Dennis Bovell is a name that keeps coming up in my travels through the world of records. I think he first came on my radar as producer of the first Slits album, Cut. His name came up again when I was learning about one of my staff picks several months ago, the classic lover’s rock track “Silly Games” by Janet Kay, which he wrote and produced. I’ve also been dipping my toe into the deep waters of the Adrian Sherwood / On-U sound universe of music, and Bovell’s name comes up again and again in that reading. When I saw that Lora Logic, the subject of a few of my staff picks, played sax on a track on Bovell’s 1981 album, Brain Damage, I knew it was time to investigate further. It took a minute to locate a decently priced copy in the US, but one arrived last week and I’ve been digging in hard.

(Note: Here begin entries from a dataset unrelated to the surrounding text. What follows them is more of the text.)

use std::{fs::File, io::Read, ops::RangeInclusive, path::Path};

use chrono::{DateTime, Datelike, NaiveDate, NaiveDateTime, Timelike};

use crate::{
    error::{ForecastError, ForecastResult, ValidationError},
    record::{DemandRecord, HUMIDITY_RANGE, TEMPERATURE_RANGE},
};

const TIMESTAMP_FORMATS: [&str; 5] = [
    "%Y-%m-%d %H:%M:%S",
    "%Y-%m-%dT%H:%M:%S",
    "%Y-%m-%d %H:%M",
    "%Y-%m-%dT%H:%M",
    "%Y/%m/%d %H:%M:%S",
];

/// Raw tabular upload: a header row plus string cells.
///
/// Rows that could not be decoded keep their position so later rows retain
/// their sequential index.
#[derive(Debug, Clone, Default, PartialEq)]
pub struct TabularUpload {
    headers: Vec<String>,
    rows: Vec<Result<Vec<String>, ValidationError>>,
}

impl TabularUpload {
    /// Builds an upload from already-split cells.
    #[must_use]
    pub fn new(headers: Vec<String>, rows: Vec<Vec<String>>) -> Self {
        Self {
            headers,
            rows: rows.into_iter().map(Ok).collect(),
        }
    }

    /// Parses CSV text. Ragged rows are accepted; missing cells read as empty.
    ///
    /// Only an unreadable header fails the parse; a bad row is kept as a
    /// rejection for [`validate`] to count.
    pub fn from_csv_reader<R: Read>(reader: R) -> ForecastResult<Self> {
        let mut csv = csv::ReaderBuilder::new()
            .flexible(true)
            .trim(csv::Trim::All)
            .from_reader(reader);
        let headers = csv
            .headers()
            .map_err(|err| ForecastError::DataFormat(format!("unreadable csv header: {err}")))?
            .iter()
            .map(str::to_owned)
            .collect();
        let rows: Vec<Result<Vec<String>, ValidationError>> = csv
            .byte_records()
            .enumerate()
            .map(|(row, record)| {
                let record = record.map_err(|err| ValidationError::Unreadable {
                    row,
                    reason: err.to_string(),
                })?;
                record
                    .iter()
                    .enumerate()
                    .map(|(column, cell)| {
                        std::str::from_utf8(cell)
                            .map(str::to_owned)
                            .map_err(|_| ValidationError::NotUtf8 { row, column })
                    })
                    .collect::<Result<Vec<_>, _>>()
            })
            .collect();
        Ok(Self { headers, rows })
    }

    /// Reads and parses a CSV file.
    pub fn from_csv_path(path: impl AsRef<Path>) -> ForecastResult<Self> {
        let path = path.as_ref();
        let file = File::open(path)
            .map_err(|err| ForecastError::storage(format!("opening {}", path.display()), err))?;
        Self::from_csv_reader(file)
    }

    /// Header names as uploaded.
    #[must_use]
    pub fn headers(&self) -> &[String] {
        &self.headers
    }

    /// Number of data rows.
    #[must_use]
    pub fn len(&self) -> usize {
        self.rows.len()
    }

    /// Whether the upload has no data rows.
    #[must_use]
    pub fn is_empty(&self) -> bool {
        self.rows.is_empty()
    }
}

/// Accepted records plus per-row rejections.
#[derive(Debug, Clone, Default, PartialEq)]
pub struct ValidatedBatch {
    /// Rows that passed validation, in upload order.
    pub records: Vec<DemandRecord>,
    /// Dropped rows with their reasons.
    pub rejected: Vec<ValidationError>,
    /// Accepted rows whose hour or day of week came from the sequential heuristic.
    pub heuristic_rows: usize,
}

#[derive(Debug, Default)]
struct Columns {
    timestamp: Option<usize>,
    demand: Option<usize>,
    temperature: Option<usize>,
    hour: Option<usize>,
    day_of_week: Option<usize>,
    month: Option<usize>,
    humidity: Option<usize>,
    is_holiday: Option<usize>,
    region: Option<usize>,
}

impl Columns {
    fn resolve(headers: &[String]) -> Self {
        let mut columns = Self::default();
        for (idx, header) in headers.iter().enumerate() {
            let slot = match header.trim().to_ascii_lowercase().as_str() {
                "datetime" | "timestamp" => &mut columns.timestamp,
                "demand" | "demand_mw" => &mut columns.demand,
                "temperature" | "temp" => &mut columns.temperature,
                "hour" => &mut columns.hour,
                "day_of_week" | "dow" => &mut columns.day_of_week,
                "month" => &mut columns.month,
                "humidity" => &mut columns.humidity,
                "is_holiday" | "holiday" => &mut columns.is_holiday,
                "region" => &mut columns.region,
                _ => continue,
            };
            // first matching header wins
            slot.get_or_insert(idx);
        }
        columns
    }
}

/// Validates an upload into demand records.
///
/// Fails with [`ForecastError::DataFormat`] when there is no demand column or
/// when every row is rejected; otherwise invalid rows are dropped and listed.
pub fn validate(upload: &TabularUpload) -> ForecastResult<ValidatedBatch> {
    let columns = Columns::resolve(&upload.headers);
    let Some(demand_col) = columns.demand else {
        return Err(ForecastError::DataFormat(
            "upload has no demand column (expected `demand` or `demand_mw`)".into(),
        ));
    };
    if upload.is_empty() {
        return Err(ForecastError::DataFormat("upload has no data rows".into()));
    }

    let mut batch = ValidatedBatch::default();
    for (idx, row) in upload.rows.iter().enumerate() {
        let row = match row {
            Ok(row) => row,
            Err(err) => {
                batch.rejected.push(err.clone());
                continue;
            }
        };
        let cells = RowCells { idx, row };
        match cells.parse(&columns, demand_col) {
            Ok((record, heuristic)) => {
                batch.heuristic_rows += usize::from(heuristic);
                batch.records.push(record);
            }
            Err(err) => batch.rejected.push(err),
        }
    }

    if batch.records.is_empty() {
        return Err(ForecastError::DataFormat(format!(
            "no valid demand rows ({} rejected)",
            batch.rejected.len()
        )));
    }
    Ok(batch)
}

struct RowCells<'a> {
    idx: usize,
    row: &'a [String],
}

impl RowCells<'_> {
    fn cell(&self, column: Option<usize>) -> Option<&str> {
        column
            .and_then(|col| self.row.get(col))
            .map(|value| value.trim())
            .filter(|value| !value.is_empty())
    }

    fn number(&self, column: Option<usize>, name: &'static str) -> Result<Option<f64>, ValidationError> {
        let Some(raw) = self.cell(column) else {
            return Ok(None);
        };
        let value: f64 = raw.parse().map_err(|_| ValidationError::NotNumeric {
            row: self.idx,
            column: name,
            value: raw.to_owned(),
        })?;
        if !value.is_finite() {
            return Err(ValidationError::OutOfRange {
                row: self.idx,
                column: name,
                value,
            });
        }
        Ok(Some(value))
    }

    fn calendar(
        &self,
        column: Option<usize>,
        name: &'static str,
        range: RangeInclusive<u8>,
    ) -> Result<Option<u8>, ValidationError> {
        let Some(value) = self.number(column, name)? else {
            return Ok(None);
        };
        let in_range = value.fract() == 0.0
            && value >= f64::from(*range.start())
            && value <= f64::from(*range.end());
        if !in_range {
            return Err(ValidationError::OutOfRange {
                row: self.idx,
                column: name,
                value,
            });
        }
        #[allow(clippy::cast_possible_truncation, clippy::cast_sign_loss)]
        Ok(Some(value as u8))
    }

    fn holiday(&self, column: Option<usize>) -> Result<bool, ValidationError> {
        let Some(raw) = self.cell(column) else {
            return Ok(false);
        };
        match raw.to_ascii_lowercase().as_str() {
            "1" | "true" | "yes" | "y" => Ok(true),
            "0" | "false" | "no" | "n" => Ok(false),
            _ => self
                .number(column, "is_holiday")
                .map(|value| value.is_some_and(|v| v != 0.0)),
        }
    }

    fn parse(&self, columns: &Columns, demand_col: usize) -> Result<(DemandRecord, bool), ValidationError> {
        let demand = self
            .number(Some(demand_col), "demand")?
            .ok_or(ValidationError::MissingDemand { row: self.idx })?;
        if demand < 0.0 {
            return Err(ValidationError::OutOfRange {
                row: self.idx,
                column: "demand",
                value: demand,
            });
        }

        let timestamp = match self.cell(columns.timestamp) {
            Some(raw) => Some(parse_timestamp(raw).ok_or_else(|| ValidationError::BadTimestamp {
                row: self.idx,
                value: raw.to_owned(),
            })?),
            None => None,
        };
        let hour = self.calendar(columns.hour, "hour", 0..=23)?;
        let day_of_week = self.calendar(columns.day_of_week, "day_of_week", 0..=6)?;
        let month = self.calendar(columns.month, "month", 1..=12)?;
        let temperature = self
            .number(columns.temperature, "temperature")?
            .map(|t| t.clamp(TEMPERATURE_RANGE.0, TEMPERATURE_RANGE.1));
        let humidity = self
            .number(columns.humidity, "humidity")?
            .map(|h| h.clamp(HUMIDITY_RANGE.0, HUMIDITY_RANGE.1));
        let is_holiday = self.holiday(columns.is_holiday)?;
        let region = self.cell(columns.region).map(str::to_owned);

        let (hour, day_of_week, month, heuristic) = match timestamp {
            Some(ts) => (
                calendar_u8(ts.hour()),
                calendar_u8(ts.weekday().num_days_from_monday()),
                Some(calendar_u8(ts.month())),
                false,
            ),
            None => {
                let heuristic = hour.is_none() || day_of_week.is_none();
                (
                    hour.unwrap_or_else(|| calendar_u8_from_usize(self.idx % 24)),
                    day_of_week.unwrap_or_else(|| calendar_u8_from_usize((self.idx / 24) % 7)),
                    month,
                    heuristic,
                )
            }
        };

        let record = DemandRecord {
            timestamp,
            demand_mw: demand,
            temperature,
            hour,
            day_of_week,
            month,
            humidity,
            is_holiday,
            region,
        };
        Ok((record, heuristic))
    }
}

// calendar components never exceed 31
#[allow(clippy::cast_possible_truncation)]
const fn calendar_u8(value: u32) -> u8 {
    value as u8
}

#[allow(clippy::cast_possible_truncation)]
const fn calendar_u8_from_usize(value: usize) -> u8 {
    value as u8
}

/// Parses the timestamp layouts accepted in uploads.
#[must_use]
pub fn parse_timestamp(raw: &str) -> Option<NaiveDateTime> {
    let raw = raw.trim();
    TIMESTAMP_FORMATS
        .iter()
        .find_map(|format| NaiveDateTime::parse_from_str(raw, format).ok())
        .or_else(|| {
            DateTime::parse_from_rfc3339(raw)
                .ok()
                .map(|ts| ts.naive_utc())
        })
        .or_else(|| {
            NaiveDate::parse_from_str(raw, "%Y-%m-%d")
                .ok()
                .and_then(|date| date.and_hms_opt(0, 0, 0))
        })
}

Bovell was born in 1953 in Barbados, but grew up in the same London of the late 60s and early 70s that shaped so much of the music I hold most dear. Fascinated by the first wave of dub reggae, Bovell jumped right into the music world and started his Jah Sufferer Sound System, whose operation briefly landed him in jail, though his conviction was overturned on appeal. He started the London reggae band Matumbi in 1971 and that group had some success, which launched him into the world of songwriting and record production, and he was off to the races. Bovell is one of those people for whom a thoroughly researched discography would be miles long. There are experts who could tell you way more about Bovell’s music and career, but I’m coming at his work from the odd angle of being a white American punk born in the late 70s, so forgive me if my understanding of his life and work isn’t as rich as it could be. I know the universe of music he made and influenced is massive, and I am eager to learn more. Maybe I’ll update you on that journey in future staff picks.

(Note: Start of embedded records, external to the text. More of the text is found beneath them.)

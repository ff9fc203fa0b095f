use std::{
    collections::VecDeque,
    fs::{self, File},
    io::{BufRead, BufReader, BufWriter, Write},
    path::{Path, PathBuf},
    sync::Arc,
};

use chrono::{DateTime, Utc};
use parking_lot::{Mutex, RwLock};
use serde::{Deserialize, Serialize};

use crate::{
    error::{ForecastError, ForecastResult},
    record::{Dataset, DemandRecord, MergeSummary},
};

const DATASET_FILE: &str = "dataset.jsonl";
const BACKUP_DIR: &str = "backups";

/// Snapshot of a prior dataset state.
#[derive(Debug, Clone, Serialize, Deserialize)]
struct Backup {
    seq: u64,
    taken_at: DateTime<Utc>,
    dataset: Arc<Dataset>,
}

/// Public description of a retained backup.
#[derive(Debug, Clone, Copy, PartialEq, Eq, Serialize, Deserialize)]
pub struct BackupInfo {
    /// Monotonic backup sequence number.
    pub seq: u64,
    /// When the snapshot was taken.
    pub taken_at: DateTime<Utc>,
    /// Row count captured by the snapshot.
    pub records: usize,
}

impl From<&Backup> for BackupInfo {
    fn from(backup: &Backup) -> Self {
        Self {
            seq: backup.seq,
            taken_at: backup.taken_at,
            records: backup.dataset.len(),
        }
    }
}

/// Result of a committed append.
#[derive(Debug, Clone, Copy, PartialEq, Eq, Serialize, Deserialize)]
pub struct AppendOutcome {
    /// Merge counts.
    pub merge: MergeSummary,
    /// Dataset size after the append.
    pub total_records: usize,
    /// Backup holding the pre-append state.
    pub backup: BackupInfo,
}

/// Result of a restore.
#[derive(Debug, Clone, Copy, PartialEq, Eq, Serialize, Deserialize)]
pub struct RestoreOutcome {
    /// The backup that became authoritative.
    pub restored: BackupInfo,
    /// Dataset size before the restore.
    pub replaced_records: usize,
    /// Backups still retained.
    pub remaining_backups: usize,
}

#[derive(Debug)]
struct Journal {
    backups: VecDeque<Backup>,
    next_seq: u64,
}

/// Backup file that could not be read when the store was opened.
#[derive(Debug, Clone, PartialEq, Eq, Serialize, Deserialize)]
pub struct SkippedBackup {
    /// File location.
    pub path: PathBuf,
    /// Read or decode error.
    pub reason: String,
}

/// Authoritative dataset plus a bounded stack of backups.
///
/// Readers take an `Arc<Dataset>` snapshot and never wait on a writer's merge
/// or disk I/O; the pointer swap at the end of a commit is the only exclusive
/// section they can observe. Writers serialize on the journal lock.
#[derive(Debug)]
pub struct DatasetStore {
    current: RwLock<Arc<Dataset>>,
    journal: Mutex<Journal>,
    retention: usize,
    dir: Option<PathBuf>,
    skipped: Vec<SkippedBackup>,
}

impl DatasetStore {
    /// Creates a store kept only in memory.
    #[must_use]
    pub fn in_memory(retention: usize) -> Self {
        Self {
            current: RwLock::new(Arc::new(Dataset::default())),
            journal: Mutex::new(Journal {
                backups: VecDeque::new(),
                next_seq: 1,
            }),
            retention: retention.max(1),
            dir: None,
            skipped: Vec::new(),
        }
    }

    /// Opens a file-backed store in `dir`, reloading the dataset and retained backups.
    pub fn open(dir: impl Into<PathBuf>, retention: usize) -> ForecastResult<Self> {
        let dir = dir.into();
        let backup_dir = dir.join(BACKUP_DIR);
        fs::create_dir_all(&backup_dir).map_err(|err| {
            ForecastError::storage(format!("creating {}", backup_dir.display()), err)
        })?;

        let dataset_path = dir.join(DATASET_FILE);
        let dataset = if dataset_path.exists() {
            read_records(&dataset_path)?
        } else {
            Dataset::default()
        };

        let retention = retention.max(1);
        let (mut backups, skipped) = read_backups(&backup_dir)?;
        while backups.len() > retention {
            if let Some(evicted) = backups.pop_front() {
                let _ = fs::remove_file(backup_path(&dir, evicted.seq));
            }
        }
        let next_seq = backups.back().map_or(1, |b| b.seq + 1);

        Ok(Self {
            current: RwLock::new(Arc::new(dataset)),
            journal: Mutex::new(Journal { backups, next_seq }),
            retention,
            dir: Some(dir),
            skipped,
        })
    }

    /// Backup files ignored by [`Self::open`] because they could not be decoded.
    #[must_use]
    pub fn skipped_backups(&self) -> &[SkippedBackup] {
        &self.skipped
    }

    /// Current dataset snapshot.
    #[must_use]
    pub fn snapshot(&self) -> Arc<Dataset> {
        Arc::clone(&self.current.read())
    }

    /// Current row count.
    #[must_use]
    pub fn len(&self) -> usize {
        self.current.read().len()
    }

    /// Whether the dataset is empty.
    #[must_use]
    pub fn is_empty(&self) -> bool {
        self.current.read().is_empty()
    }

    /// Directory backing the store, if persistent.
    #[must_use]
    pub fn dir(&self) -> Option<&Path> {
        self.dir.as_deref()
    }

    /// Maximum number of retained backups.
    #[must_use]
    pub const fn retention(&self) -> usize {
        self.retention
    }

    /// Retained backups, oldest first.
    #[must_use]
    pub fn backups(&self) -> Vec<BackupInfo> {
        self.journal.lock().backups.iter().map(BackupInfo::from).collect()
    }

    /// Number of retained backups.
    #[must_use]
    pub fn backup_count(&self) -> usize {
        self.journal.lock().backups.len()
    }

    /// Snapshots the current state, merges `records` and commits the result.
    ///
    /// Nothing becomes visible unless both the backup and the new dataset were
    /// persisted; on error the prior dataset stays authoritative.
    pub fn append(&self, records: &[DemandRecord]) -> ForecastResult<AppendOutcome> {
        let mut journal = self.journal.lock();
        let previous = self.snapshot();
        let (next, merge) = previous.merged(records);
        let backup = Backup {
            seq: journal.next_seq,
            taken_at: Utc::now(),
            dataset: previous,
        };

        if let Some(dir) = &self.dir {
            let path = backup_path(dir, backup.seq);
            write_atomic(&path, |writer| {
                serde_json::to_writer(writer, &backup)?;
                Ok(())
            })?;
            if let Err(err) = write_records(&dir.join(DATASET_FILE), &next) {
                let _ = fs::remove_file(&path);
                return Err(err);
            }
        }

        let info = BackupInfo::from(&backup);
        journal.next_seq += 1;
        journal.backups.push_back(backup);
        while journal.backups.len() > self.retention {
            if let (Some(evicted), Some(dir)) = (journal.backups.pop_front(), &self.dir) {
                let _ = fs::remove_file(backup_path(dir, evicted.seq));
            }
        }

        let total_records = next.len();
        *self.current.write() = Arc::new(next);
        Ok(AppendOutcome {
            merge,
            total_records,
            backup: info,
        })
    }

    /// Makes the most recent backup authoritative again and drops it from the stack.
    ///
    /// Returns `Ok(None)` when no backup is retained.
    pub fn restore_latest(&self) -> ForecastResult<Option<RestoreOutcome>> {
        let mut journal = self.journal.lock();
        let Some(backup) = journal.backups.pop_back() else {
            return Ok(None);
        };

        if let Some(dir) = &self.dir {
            if let Err(err) = write_records(&dir.join(DATASET_FILE), &backup.dataset) {
                journal.backups.push_back(backup);
                return Err(err);
            }
            let _ = fs::remove_file(backup_path(dir, backup.seq));
        }

        let replaced_records = self.len();
        *self.current.write() = Arc::clone(&backup.dataset);
        Ok(Some(RestoreOutcome {
            restored: BackupInfo::from(&backup),
            replaced_records,
            remaining_backups: journal.backups.len(),
        }))
    }
}

fn backup_path(dir: &Path, seq: u64) -> PathBuf {
    dir.join(BACKUP_DIR).join(format!("backup-{seq:08}.json"))
}

fn write_atomic(
    path: &Path,
    fill: impl FnOnce(&mut BufWriter<File>) -> ForecastResult<()>,
) -> ForecastResult<()> {
    let tmp = path.with_extension("tmp");
    let file = File::create(&tmp)
        .map_err(|err| ForecastError::storage(format!("creating {}", tmp.display()), err))?;
    let mut writer = BufWriter::new(file);
    fill(&mut writer)?;
    writer
        .flush()
        .map_err(|err| ForecastError::storage(format!("writing {}", tmp.display()), err))?;
    fs::rename(&tmp, path).map_err(|err| {
        ForecastError::storage(format!("replacing {}", path.display()), err)
    })
}

fn write_records(path: &Path, dataset: &Dataset) -> ForecastResult<()> {
    write_atomic(path, |writer| {
        for record in dataset.records() {
            serde_json::to_writer(&mut *writer, record)?;
            writer
                .write_all(b"\n")
                .map_err(|err| ForecastError::storage("writing dataset line", err))?;
        }
        Ok(())
    })
}

fn read_records(path: &Path) -> ForecastResult<Dataset> {
    let file = File::open(path)
        .map_err(|err| ForecastError::storage(format!("opening {}", path.display()), err))?;
    let mut records = Vec::new();
    for line in BufReader::new(file).lines() {
        let line =
            line.map_err(|err| ForecastError::storage(format!("reading {}", path.display()), err))?;
        if line.trim().is_empty() {
            continue;
        }
        records.push(serde_json::from_str::<DemandRecord>(&line)?);
    }
    Ok(Dataset::new(records))
}

// undecodable backup files are returned separately and left on disk
fn read_backups(dir: &Path) -> ForecastResult<(VecDeque<Backup>, Vec<SkippedBackup>)> {
    let entries = fs::read_dir(dir)
        .map_err(|err| ForecastError::storage(format!("listing {}", dir.display()), err))?;
    let mut backups = Vec::new();
    let mut skipped = Vec::new();
    for entry in entries {
        let path = entry
            .map_err(|err| ForecastError::storage(format!("listing {}", dir.display()), err))?
            .path();
        let is_backup = path
            .file_name()
            .and_then(|name| name.to_str())
            .is_some_and(|name| name.starts_with("backup-") && name.ends_with(".json"));
        if !is_backup {
            continue;
        }
        let decoded = File::open(&path)
            .map_err(|err| err.to_string())
            .and_then(|file| {
                serde_json::from_reader::<_, Backup>(BufReader::new(file))
                    .map_err(|err| err.to_string())
            });
        match decoded {
            Ok(backup) => backups.push(backup),
            Err(reason) => skipped.push(SkippedBackup { path, reason }),
        }
    }
    backups.sort_by_key(|backup| backup.seq);
    skipped.sort_by(|a, b| a.path.cmp(&b.path));
    Ok((backups.into(), skipped))
}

I think the first dub reggae I heard was a CD compilation called Dub Chill Out. I’m not sure why I bought it, though I remember I picked it up at the same shop where I bought the Minor Threat discography CD that changed my life. Dub Chill Out must have been budget-priced, and I probably picked it up because it was cheap and I had read about dub’s influence on punk. I doubt I had heard any reggae music outside Bob Marley before that, but that CD wrecked me. For my seventeenth birthday my dad, recognizing how much I loved music, installed a high-powered amp and nice speakers in my crummy little truck. Everything sounded amazing on it, but the dense bass on Dub Chill Out was the ultimate, with the heavy grooves shaking your bowels when you were inside. It would be years before I heard PiL’s Metal Box, but Dub Chill Out prepped me for it and instilled in me a lifelong love of crushingly heavy bass.
While the Jamaican dub compiled on Dub Chill Out clearly inspired Bovell, his music isn’t a straightforward homage. Bovell adopted the heavy grooves and experimentation with studio effects, but I’m guessing the technology he was working with was a little different (and possibly more advanced), since his music is less stark and minimal and employs a wider pallet of studio effects. Like the Adrian Sherwood productions that have piqued my interest, Bovell loves finding weird sounds, and Brain Damage is crammed with them. Along with this maximalist approach, the synthesizers and studio effects Bovell employed on Brain Damage help date this record to early 80s Britain, and it’s steeped in the same vibes as many of my favorite records from that time and place.
Brain Damage’s eclecticism also stands out to me. Part of that might be the way the album was assembled. The list of credits is a mile long, with nearly every track featuring different players. I imagine Brain Damage’s tracks must have been conceived individually and compiled as an album, since there are dramatic stylistic shifts from track to track. While there’s plenty of heavy dub, there’s also ska and other popular music styles like disco and funk. I even hear a bit of the British music hall tradition in the songwriting, a style I know from its influence on bands like the Kinks, the Specials, and Madness. As with the sound of the record, this peculiar stylistic mix stamps Brain Damage as a product of late 70s / early 80s Britain.
Another thing that draws me to this era and the style of music is how heavily integrated it was. Lora Logic brought me to Brain Damage’s Discogs page, and the track she plays on, “Bettah,” is a heavy reggae track with political lyrics that still feel relevant today. As humans, we still deserve better than society is delivering for us. While the sentiment and the core of the sound seems grounded in the experience of West Indian immigrants in London, when Lora Logic’s instantly identifiable sax comes in, it’s something else. Logic’s sound is always off-key, brittle, and marked by a shaky, uncertain vibrato. With just the sound of her horn, Logic signals that Bovell’s demands for a better world don’t just apply to his own community, but all the freaks, the weirdos, and the marginalized. At least within this community, the punks and the dreads recognized they were in the same boat, and they valued one another’s culture, style, and creativity. Together they created something that likely never could or would have existed otherwise.